## SOURCE INFORMATION:
>>>>>

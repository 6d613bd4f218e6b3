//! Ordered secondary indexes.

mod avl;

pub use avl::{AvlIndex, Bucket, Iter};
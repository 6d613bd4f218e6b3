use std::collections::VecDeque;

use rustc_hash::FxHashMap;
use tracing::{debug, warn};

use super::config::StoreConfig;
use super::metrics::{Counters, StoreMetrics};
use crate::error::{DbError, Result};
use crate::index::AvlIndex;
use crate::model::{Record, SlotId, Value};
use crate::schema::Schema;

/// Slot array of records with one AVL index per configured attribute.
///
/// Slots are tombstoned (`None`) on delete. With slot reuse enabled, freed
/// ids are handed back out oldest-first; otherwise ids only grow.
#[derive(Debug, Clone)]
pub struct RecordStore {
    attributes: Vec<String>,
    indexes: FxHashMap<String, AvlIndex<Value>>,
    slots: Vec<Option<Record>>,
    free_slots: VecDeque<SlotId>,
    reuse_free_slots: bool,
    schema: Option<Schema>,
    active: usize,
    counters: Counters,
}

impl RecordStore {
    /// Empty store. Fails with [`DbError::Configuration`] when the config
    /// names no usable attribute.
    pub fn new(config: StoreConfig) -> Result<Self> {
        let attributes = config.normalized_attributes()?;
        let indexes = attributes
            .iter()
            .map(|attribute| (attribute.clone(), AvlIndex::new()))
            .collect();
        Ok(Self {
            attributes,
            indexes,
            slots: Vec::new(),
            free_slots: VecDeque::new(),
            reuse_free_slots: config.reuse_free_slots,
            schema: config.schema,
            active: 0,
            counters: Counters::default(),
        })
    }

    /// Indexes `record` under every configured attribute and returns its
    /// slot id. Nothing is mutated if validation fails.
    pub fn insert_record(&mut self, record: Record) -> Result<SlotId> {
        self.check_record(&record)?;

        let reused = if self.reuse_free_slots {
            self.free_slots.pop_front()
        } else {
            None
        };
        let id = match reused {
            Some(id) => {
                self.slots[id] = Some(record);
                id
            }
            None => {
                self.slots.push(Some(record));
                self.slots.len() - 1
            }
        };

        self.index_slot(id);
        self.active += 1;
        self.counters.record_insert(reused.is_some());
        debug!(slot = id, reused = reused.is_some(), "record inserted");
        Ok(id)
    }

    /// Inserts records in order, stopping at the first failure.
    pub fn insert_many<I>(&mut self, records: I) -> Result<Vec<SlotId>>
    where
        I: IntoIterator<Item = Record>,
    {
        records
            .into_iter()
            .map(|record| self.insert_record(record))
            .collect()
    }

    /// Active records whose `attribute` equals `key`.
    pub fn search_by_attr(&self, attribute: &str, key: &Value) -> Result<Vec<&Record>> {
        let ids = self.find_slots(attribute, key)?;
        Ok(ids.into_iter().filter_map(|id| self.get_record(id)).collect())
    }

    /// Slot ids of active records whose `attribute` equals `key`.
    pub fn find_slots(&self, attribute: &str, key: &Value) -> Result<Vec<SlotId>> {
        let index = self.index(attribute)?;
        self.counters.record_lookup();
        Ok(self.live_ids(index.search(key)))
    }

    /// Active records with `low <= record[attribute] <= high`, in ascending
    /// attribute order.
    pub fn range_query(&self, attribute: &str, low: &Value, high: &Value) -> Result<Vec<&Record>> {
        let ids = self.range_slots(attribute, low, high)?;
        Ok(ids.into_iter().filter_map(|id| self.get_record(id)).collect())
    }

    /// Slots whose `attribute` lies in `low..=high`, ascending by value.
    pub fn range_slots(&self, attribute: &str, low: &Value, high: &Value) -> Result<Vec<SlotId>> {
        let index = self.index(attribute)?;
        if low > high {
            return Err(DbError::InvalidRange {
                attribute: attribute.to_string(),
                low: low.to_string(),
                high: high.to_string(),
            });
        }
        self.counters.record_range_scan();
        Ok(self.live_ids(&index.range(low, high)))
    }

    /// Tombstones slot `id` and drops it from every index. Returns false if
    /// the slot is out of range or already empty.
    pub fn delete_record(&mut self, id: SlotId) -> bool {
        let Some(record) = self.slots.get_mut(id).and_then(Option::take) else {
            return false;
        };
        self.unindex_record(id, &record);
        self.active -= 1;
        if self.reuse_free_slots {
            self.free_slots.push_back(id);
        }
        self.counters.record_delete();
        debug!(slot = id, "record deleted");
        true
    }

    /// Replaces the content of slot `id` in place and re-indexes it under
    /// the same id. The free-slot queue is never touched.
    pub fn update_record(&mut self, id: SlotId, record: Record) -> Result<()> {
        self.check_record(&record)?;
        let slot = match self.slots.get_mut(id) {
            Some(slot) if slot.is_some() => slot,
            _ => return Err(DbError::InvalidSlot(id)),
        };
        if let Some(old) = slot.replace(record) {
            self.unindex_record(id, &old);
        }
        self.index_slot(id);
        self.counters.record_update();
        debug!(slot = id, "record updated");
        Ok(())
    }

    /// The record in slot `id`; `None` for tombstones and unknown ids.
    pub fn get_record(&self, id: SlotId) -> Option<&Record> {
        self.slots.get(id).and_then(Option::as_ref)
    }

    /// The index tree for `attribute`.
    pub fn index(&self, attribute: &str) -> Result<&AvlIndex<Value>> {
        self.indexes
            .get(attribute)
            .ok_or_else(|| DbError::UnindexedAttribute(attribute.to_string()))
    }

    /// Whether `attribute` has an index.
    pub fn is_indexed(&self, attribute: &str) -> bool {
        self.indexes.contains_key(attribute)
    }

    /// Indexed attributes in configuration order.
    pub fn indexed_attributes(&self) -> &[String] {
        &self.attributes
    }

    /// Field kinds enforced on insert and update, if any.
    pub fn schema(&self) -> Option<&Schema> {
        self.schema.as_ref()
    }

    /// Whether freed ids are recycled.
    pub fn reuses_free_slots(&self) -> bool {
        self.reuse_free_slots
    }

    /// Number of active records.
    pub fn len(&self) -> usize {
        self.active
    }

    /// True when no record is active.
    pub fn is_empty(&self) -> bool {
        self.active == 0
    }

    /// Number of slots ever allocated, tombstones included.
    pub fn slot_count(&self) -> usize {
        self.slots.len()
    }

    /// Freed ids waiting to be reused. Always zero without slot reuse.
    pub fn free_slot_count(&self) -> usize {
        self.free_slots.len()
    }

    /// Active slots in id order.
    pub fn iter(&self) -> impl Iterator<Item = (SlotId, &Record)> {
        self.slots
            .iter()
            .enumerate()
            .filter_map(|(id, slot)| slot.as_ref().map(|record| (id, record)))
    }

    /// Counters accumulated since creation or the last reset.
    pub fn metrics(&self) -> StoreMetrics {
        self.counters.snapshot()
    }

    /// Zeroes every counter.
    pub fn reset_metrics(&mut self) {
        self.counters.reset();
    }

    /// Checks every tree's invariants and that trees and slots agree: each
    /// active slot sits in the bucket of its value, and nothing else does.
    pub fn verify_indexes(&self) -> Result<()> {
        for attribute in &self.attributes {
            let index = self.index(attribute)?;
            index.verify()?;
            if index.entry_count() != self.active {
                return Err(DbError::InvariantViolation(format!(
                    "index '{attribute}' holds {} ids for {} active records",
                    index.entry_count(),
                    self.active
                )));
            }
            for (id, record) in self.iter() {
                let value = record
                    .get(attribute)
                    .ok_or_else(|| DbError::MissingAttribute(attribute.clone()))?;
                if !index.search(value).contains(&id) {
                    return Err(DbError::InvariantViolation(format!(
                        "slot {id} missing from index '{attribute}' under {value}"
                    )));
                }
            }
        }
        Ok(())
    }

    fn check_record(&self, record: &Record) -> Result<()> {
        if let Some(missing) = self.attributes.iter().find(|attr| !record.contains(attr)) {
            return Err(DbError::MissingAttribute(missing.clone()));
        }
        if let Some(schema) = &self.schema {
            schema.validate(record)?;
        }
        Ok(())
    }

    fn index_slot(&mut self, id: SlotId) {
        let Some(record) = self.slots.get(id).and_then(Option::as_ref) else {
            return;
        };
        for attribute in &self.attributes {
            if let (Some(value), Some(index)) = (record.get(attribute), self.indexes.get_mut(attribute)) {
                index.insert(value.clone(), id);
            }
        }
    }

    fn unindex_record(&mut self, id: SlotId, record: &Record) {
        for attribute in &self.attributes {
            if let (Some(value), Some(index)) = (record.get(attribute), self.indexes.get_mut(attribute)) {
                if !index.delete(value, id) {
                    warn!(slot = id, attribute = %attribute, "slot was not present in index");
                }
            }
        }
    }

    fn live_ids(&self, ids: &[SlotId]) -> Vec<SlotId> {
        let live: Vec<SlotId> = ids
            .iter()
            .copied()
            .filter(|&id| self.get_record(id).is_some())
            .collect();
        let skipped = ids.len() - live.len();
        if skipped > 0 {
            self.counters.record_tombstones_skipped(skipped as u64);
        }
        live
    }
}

<<<<<
>>>>>

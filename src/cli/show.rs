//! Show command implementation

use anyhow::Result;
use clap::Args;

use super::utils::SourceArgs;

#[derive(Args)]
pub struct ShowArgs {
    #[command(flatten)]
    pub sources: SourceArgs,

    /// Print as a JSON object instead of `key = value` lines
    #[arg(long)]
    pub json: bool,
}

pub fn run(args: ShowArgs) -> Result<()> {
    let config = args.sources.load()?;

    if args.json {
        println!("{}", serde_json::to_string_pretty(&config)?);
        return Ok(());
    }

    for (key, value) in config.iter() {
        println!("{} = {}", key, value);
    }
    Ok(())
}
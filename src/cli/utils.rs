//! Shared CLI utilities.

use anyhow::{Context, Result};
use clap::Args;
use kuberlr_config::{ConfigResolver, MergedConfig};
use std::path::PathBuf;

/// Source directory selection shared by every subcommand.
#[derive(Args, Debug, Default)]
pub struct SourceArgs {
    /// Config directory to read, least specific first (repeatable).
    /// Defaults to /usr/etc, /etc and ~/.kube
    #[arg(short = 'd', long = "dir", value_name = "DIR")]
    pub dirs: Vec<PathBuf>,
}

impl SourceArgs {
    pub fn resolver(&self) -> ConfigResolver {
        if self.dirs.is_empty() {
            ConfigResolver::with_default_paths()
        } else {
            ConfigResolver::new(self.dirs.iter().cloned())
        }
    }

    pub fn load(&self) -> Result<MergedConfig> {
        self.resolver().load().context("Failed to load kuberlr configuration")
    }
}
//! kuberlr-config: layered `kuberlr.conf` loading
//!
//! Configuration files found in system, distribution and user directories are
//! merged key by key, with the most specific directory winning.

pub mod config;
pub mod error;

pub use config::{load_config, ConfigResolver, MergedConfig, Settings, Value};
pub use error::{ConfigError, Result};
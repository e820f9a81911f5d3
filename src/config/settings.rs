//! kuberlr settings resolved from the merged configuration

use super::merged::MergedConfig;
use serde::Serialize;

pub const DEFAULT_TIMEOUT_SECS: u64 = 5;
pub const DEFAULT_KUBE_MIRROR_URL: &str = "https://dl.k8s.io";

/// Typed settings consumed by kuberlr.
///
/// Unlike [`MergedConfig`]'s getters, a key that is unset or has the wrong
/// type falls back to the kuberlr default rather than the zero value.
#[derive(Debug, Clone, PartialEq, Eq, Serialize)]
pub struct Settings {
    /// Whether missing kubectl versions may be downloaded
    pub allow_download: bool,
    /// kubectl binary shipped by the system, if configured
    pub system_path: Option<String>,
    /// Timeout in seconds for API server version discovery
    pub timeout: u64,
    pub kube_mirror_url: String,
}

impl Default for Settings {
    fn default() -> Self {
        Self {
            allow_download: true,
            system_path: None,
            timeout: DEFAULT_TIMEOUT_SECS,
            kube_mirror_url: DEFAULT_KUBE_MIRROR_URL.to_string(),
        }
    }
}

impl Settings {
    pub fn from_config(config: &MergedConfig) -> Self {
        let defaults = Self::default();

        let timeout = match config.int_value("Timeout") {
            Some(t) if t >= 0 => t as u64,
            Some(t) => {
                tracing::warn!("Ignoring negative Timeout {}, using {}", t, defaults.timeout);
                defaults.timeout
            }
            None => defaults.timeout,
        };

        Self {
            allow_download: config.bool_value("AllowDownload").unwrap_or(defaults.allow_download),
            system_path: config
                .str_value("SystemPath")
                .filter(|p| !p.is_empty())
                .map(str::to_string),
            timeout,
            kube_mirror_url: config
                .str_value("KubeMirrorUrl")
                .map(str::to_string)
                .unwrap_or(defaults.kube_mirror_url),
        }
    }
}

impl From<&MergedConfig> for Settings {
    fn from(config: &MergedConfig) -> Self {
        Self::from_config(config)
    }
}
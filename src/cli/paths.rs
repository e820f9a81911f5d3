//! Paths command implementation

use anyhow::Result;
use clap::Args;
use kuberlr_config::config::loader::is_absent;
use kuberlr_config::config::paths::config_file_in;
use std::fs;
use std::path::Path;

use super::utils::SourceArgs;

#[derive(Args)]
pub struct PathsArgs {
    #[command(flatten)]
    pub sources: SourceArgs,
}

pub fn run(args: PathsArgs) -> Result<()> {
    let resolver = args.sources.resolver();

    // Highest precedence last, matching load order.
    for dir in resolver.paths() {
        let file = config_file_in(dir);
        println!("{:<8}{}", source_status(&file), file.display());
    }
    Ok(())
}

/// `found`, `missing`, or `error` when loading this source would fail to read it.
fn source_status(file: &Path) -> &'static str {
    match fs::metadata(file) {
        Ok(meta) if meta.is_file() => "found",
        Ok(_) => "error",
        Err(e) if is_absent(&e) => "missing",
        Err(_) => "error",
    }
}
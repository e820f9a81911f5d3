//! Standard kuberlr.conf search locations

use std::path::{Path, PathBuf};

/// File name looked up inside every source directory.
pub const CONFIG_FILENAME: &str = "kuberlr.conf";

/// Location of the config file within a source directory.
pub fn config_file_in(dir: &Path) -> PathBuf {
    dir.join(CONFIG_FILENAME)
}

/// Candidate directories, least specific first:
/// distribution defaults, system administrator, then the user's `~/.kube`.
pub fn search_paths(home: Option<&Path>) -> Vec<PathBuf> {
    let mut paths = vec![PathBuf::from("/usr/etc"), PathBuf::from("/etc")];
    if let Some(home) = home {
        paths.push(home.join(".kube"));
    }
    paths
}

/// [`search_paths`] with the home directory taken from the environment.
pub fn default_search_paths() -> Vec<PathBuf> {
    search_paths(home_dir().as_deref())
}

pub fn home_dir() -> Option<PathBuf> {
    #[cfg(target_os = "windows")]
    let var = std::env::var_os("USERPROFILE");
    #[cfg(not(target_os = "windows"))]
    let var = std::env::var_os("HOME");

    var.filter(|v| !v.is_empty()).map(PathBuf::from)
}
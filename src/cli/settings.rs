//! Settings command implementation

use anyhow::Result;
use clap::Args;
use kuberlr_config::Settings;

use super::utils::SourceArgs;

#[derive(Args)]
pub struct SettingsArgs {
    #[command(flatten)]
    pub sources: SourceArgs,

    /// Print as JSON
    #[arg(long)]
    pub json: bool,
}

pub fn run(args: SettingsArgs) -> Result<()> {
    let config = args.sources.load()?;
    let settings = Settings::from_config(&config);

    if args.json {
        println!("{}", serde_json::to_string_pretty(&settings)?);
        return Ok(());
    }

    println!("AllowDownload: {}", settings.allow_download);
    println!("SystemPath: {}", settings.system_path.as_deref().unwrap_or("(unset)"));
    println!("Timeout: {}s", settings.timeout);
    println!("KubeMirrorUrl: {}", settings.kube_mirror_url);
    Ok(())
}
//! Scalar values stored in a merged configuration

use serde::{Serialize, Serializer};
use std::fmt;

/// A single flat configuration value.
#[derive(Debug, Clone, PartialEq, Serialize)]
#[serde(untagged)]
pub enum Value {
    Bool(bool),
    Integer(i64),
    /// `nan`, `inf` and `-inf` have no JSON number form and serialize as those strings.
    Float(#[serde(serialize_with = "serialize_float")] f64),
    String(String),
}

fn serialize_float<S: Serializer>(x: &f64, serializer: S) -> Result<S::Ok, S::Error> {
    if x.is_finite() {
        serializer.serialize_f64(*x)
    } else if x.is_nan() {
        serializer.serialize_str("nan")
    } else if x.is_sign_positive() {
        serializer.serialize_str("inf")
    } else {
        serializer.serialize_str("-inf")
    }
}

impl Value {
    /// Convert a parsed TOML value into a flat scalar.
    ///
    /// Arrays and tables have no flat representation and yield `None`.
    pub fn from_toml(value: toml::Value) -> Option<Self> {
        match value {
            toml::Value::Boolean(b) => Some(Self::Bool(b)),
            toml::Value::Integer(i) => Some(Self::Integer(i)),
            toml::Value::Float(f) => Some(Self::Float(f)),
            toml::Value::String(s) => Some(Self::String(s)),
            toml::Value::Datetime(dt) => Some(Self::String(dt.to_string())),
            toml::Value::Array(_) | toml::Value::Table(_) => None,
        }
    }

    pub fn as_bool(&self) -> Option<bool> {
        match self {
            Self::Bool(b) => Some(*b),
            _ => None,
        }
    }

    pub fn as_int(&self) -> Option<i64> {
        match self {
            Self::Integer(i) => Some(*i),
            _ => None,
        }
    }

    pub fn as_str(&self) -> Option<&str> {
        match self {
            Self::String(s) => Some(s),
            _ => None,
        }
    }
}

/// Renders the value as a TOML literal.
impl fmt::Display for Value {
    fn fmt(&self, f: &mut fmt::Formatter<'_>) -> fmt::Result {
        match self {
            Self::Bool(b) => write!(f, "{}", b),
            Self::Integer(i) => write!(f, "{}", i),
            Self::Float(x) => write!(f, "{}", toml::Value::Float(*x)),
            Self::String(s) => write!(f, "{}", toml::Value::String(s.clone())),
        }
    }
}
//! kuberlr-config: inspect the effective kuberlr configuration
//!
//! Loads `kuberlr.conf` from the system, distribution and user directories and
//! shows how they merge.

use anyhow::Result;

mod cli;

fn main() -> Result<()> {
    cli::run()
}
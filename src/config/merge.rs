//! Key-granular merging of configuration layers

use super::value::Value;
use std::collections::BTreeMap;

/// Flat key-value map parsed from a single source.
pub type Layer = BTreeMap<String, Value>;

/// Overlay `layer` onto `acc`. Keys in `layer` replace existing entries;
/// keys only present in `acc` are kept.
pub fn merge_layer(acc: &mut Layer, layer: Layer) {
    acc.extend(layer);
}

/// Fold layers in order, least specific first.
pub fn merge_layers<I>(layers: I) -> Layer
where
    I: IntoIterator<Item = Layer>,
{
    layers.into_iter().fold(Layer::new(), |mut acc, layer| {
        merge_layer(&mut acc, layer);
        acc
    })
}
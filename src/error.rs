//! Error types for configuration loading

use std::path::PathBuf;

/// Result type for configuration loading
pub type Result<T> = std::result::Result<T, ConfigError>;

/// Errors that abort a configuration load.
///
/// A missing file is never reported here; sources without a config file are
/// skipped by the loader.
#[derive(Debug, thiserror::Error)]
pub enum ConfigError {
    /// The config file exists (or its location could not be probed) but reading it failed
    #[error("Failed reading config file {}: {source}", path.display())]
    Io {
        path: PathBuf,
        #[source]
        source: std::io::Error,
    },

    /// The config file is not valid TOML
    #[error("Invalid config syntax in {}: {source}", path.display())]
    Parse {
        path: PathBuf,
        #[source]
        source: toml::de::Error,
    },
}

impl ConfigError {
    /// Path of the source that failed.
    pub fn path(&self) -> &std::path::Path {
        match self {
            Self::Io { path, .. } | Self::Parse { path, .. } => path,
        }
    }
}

<<<<<

## EXERCISE AIM:
Across the listing above, find all lines where the word "crate" is present and copy them.

## WRITTEN REPLY:
use crate::error::{DbError, Result};
use crate::index::AvlIndex;
use crate::model::{Record, SlotId, Value};
use crate::schema::Schema;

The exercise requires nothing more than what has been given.